Sans vous bombarder de chiffres, aujourd’hui, Ekkoil emploie 8.260 salariés et réalise un bénéfice de 6 milliards d’euros pour un chiffre d’affaires de 21,7 milliards d’euros. Le groupe produit 164.250.000 barils par an et possède 5 raffineries. Ekkoil se place au 72ème rang du Top 100 des entreprises russes en 2006. Le siège de la société est basé à Moscou, mais mon métier me conduit à souvent voyager sur Kashagan au Kazakhstan où Ekkoil possède une allocation et cinq plates formes en mer caspienne. Il est intéressant de noter que le groupe Ekkoil occupe une position stratégique sur l’échiquier géopolitique mondial en tant qu’opérateur majeur au Kazakhstan. Comme vous le savez, cette région se situe à un carrefour stratégique aussi bien au niveau du transport que de l’exploitation du pétrole. Les pipelines qui partent de Russie et arrivent en Chine traversent le Kazakhstan et vous avez d’un côté la Chine et, de l’autre, la Russie et l’Iran…

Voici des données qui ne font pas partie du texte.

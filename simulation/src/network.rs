//! Network controller
//!
//! [`Network`] is the single owner of every device, the connection list, the
//! snapshot store and the event log. It advances the simulation one tick at a
//! time by running the forwarding engine over each online device in
//! insertion order.

use std::net::Ipv4Addr;
use std::path::PathBuf;

use iosim_core::{DeviceError, EventKind, EventLog, NetworkEvent, Packet, PacketId, Severity};
use iosim_storage::{ConnectionConfig, SnapshotConfig, SnapshotStore};
use serde::Serialize;
use tracing::{debug, info, warn};

use crate::config::SimConfig;
use crate::device::{Device, DeviceKind, LinkEnd};
use crate::engine::{ForwardingEngine, TickReport};
use crate::error::NetworkError;

/// Network-wide statistics
#[derive(Debug, Clone, PartialEq, Serialize)]
pub struct NetworkStats {
    pub total_packets_sent: u64,
    pub total_packets_received: u64,
    pub total_packets_dropped: u64,
    /// Mean hop count over every received packet
    pub average_hops: f64,
    /// Device with the most sent plus received packets
    pub top_talker: Option<String>,
    pub devices_online: usize,
    pub total_devices: usize,
    pub queued_packets: usize,
    pub ticks: u64,
}

/// The simulated network
#[derive(Debug)]
pub struct Network {
    config: SimConfig,
    devices: Vec<Device>,
    connections: Vec<ConnectionConfig>,
    snapshots: SnapshotStore,
    events: EventLog,
    engine: ForwardingEngine,
    tick: u64,
}
//! Configuration types for the logging system

use std::path::PathBuf;

use serde::{Deserialize, Serialize};

/// Main logging configuration
#[derive(Debug, Clone, Serialize, Deserialize)]
pub struct LogConfig {
    /// Default log level (can be overridden by RUST_LOG)
    pub default_level: String,

    /// Console output configuration
    pub console: ConsoleConfig,

    /// File output configuration
    pub file: Option<FileConfig>,

    /// JSONL output configuration
    pub jsonl: JsonlConfig,
}

impl Default for LogConfig {
    fn default() -> Self {
        Self {
            default_level: "info".to_string(),
            console: ConsoleConfig::default(),
            file: None,
            jsonl: JsonlConfig::default(),
        }
    }
}

impl LogConfig {
    /// Create a config for development (verbose console output)
    pub fn development() -> Self {
        Self {
            default_level: "debug".to_string(),
            console: ConsoleConfig {
                enabled: true,
                pretty: true,
                ansi: true,
            },
            ..Default::default()
        }
    }

    /// Create a config for long simulation runs (JSONL file output only)
    pub fn recording(log_dir: PathBuf) -> Self {
        Self {
            default_level: "debug".to_string(),
            console: ConsoleConfig {
                enabled: false,
                pretty: false,
                ansi: false,
            },
            file: Some(FileConfig {
                directory: log_dir,
                ..FileConfig::default()
            }),
            jsonl: JsonlConfig::default(),
        }
    }

    /// Create a config for testing (minimal output)
    pub fn testing() -> Self {
        Self {
            default_level: "warn".to_string(),
            console: ConsoleConfig {
                enabled: true,
                pretty: false,
                ansi: false,
            },
            ..Default::default()
        }
    }
}

/// Console output configuration
#[derive(Debug, Clone, Serialize, Deserialize)]
pub struct ConsoleConfig {
    /// Enable console output
    pub enabled: bool,
    /// Use pretty (human-readable) format
    pub pretty: bool,
    /// Include ANSI colors
    pub ansi: bool,
}

impl Default for ConsoleConfig {
    fn default() -> Self {
        Self {
            enabled: true,
            pretty: true,
            ansi: true,
        }
    }
}

/// File output configuration
#[derive(Debug, Clone, Serialize, Deserialize)]
pub struct FileConfig {
    /// Directory for log files
    pub directory: PathBuf,
    /// File name prefix
    pub prefix: String,
    /// Rotation strategy
    pub rotation: RotationStrategy,
}

impl Default for FileConfig {
    fn default() -> Self {
        Self {
            directory: PathBuf::from("./logs"),
            prefix: "iosim".to_string(),
            rotation: RotationStrategy::Daily,
        }
    }
}

/// File rotation strategy
#[derive(Debug, Clone, Copy, PartialEq, Eq, Serialize, Deserialize, Default)]
pub enum RotationStrategy {
    /// Rotate daily
    #[default]
    Daily,
    /// Rotate hourly
    Hourly,
    /// Never rotate (single file, truncated on start)
    Never,
}

/// JSONL formatting configuration
#[derive(Debug, Clone, Serialize, Deserialize)]
pub struct JsonlConfig {
    /// Flatten event fields to root level
    pub flatten_events: bool,
    /// Include span list in events
    pub include_spans: bool,
    /// Include file/line information
    pub include_location: bool,
}

impl Default for JsonlConfig {
    fn default() -> Self {
        Self {
            flatten_events: true,
            include_spans: true,
            include_location: false,
        }
    }
}

#[cfg(test)]
mod tests {
    use super::*;

    #[test]
    fn test_default_config() {
        let config = LogConfig::default();
        assert_eq!(config.default_level, "info");
        assert!(config.console.enabled);
        assert!(config.console.pretty);
        assert!(config.file.is_none());
    }

    #[test]
    fn test_development_config() {
        let config = LogConfig::development();
        assert_eq!(config.default_level, "debug");
        assert!(config.console.pretty);
        assert!(config.console.ansi);
    }

    #[test]
    fn test_recording_config() {
        let config = LogConfig::recording(PathBuf::from("/tmp/iosim-logs"));
        assert!(!config.console.enabled);
        let file = config.file.unwrap();
        assert_eq!(file.prefix, "iosim");
        assert_eq!(file.rotation, RotationStrategy::Daily);
    }

    #[test]
    fn test_config_roundtrips_through_json() {
        let config = LogConfig::testing();
        let json = serde_json::to_string(&config).unwrap();
        let parsed: LogConfig = serde_json::from_str(&json).unwrap();
        assert_eq!(parsed.default_level, "warn");
        assert!(!parsed.console.pretty);
    }
}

VA : Jusqu’à la crise il y a six mois, il était entendu que la demande de pétrole serait exponentielle alors que les réserves devraient rapidement s’épuiser. Contre toute attente, on découvre toujours plus de nouveaux gisements[2]. Cependant, à cause de la récession mondiale mais aussi d’autres facteurs (notamment la pression des populations occidentales impliquées dans le combat contre la pollution) la demande ne cesse de diminuer et le cours du brut chute[3].Dans le même temps, les pays riches veulent développer les énergies « propres » pour renforcer leur indépendance énergétique et lutter contre le réchauffement climatique. Pour d’autres raisons, les pays émergents se tournent eux aussi vers l’énergie électrique, surtout pour assurer leur indépendance énergétique. Alors que nous vivions dans une économie où c’est l’offre qui déterminait le prix du pétrole, nous découvrons aujourd’hui que le pétrole pourrait bien devenir un produit abondant mais non rentable… Dans ce contexte, quels sont, selon vous, les enjeux pétroliers en Russie aujourd’hui ? Et comment se place Ekkoil sur le marché mondial du pétrole ? Pour faire court : comment voyez-vous l’avenir de votre métier ?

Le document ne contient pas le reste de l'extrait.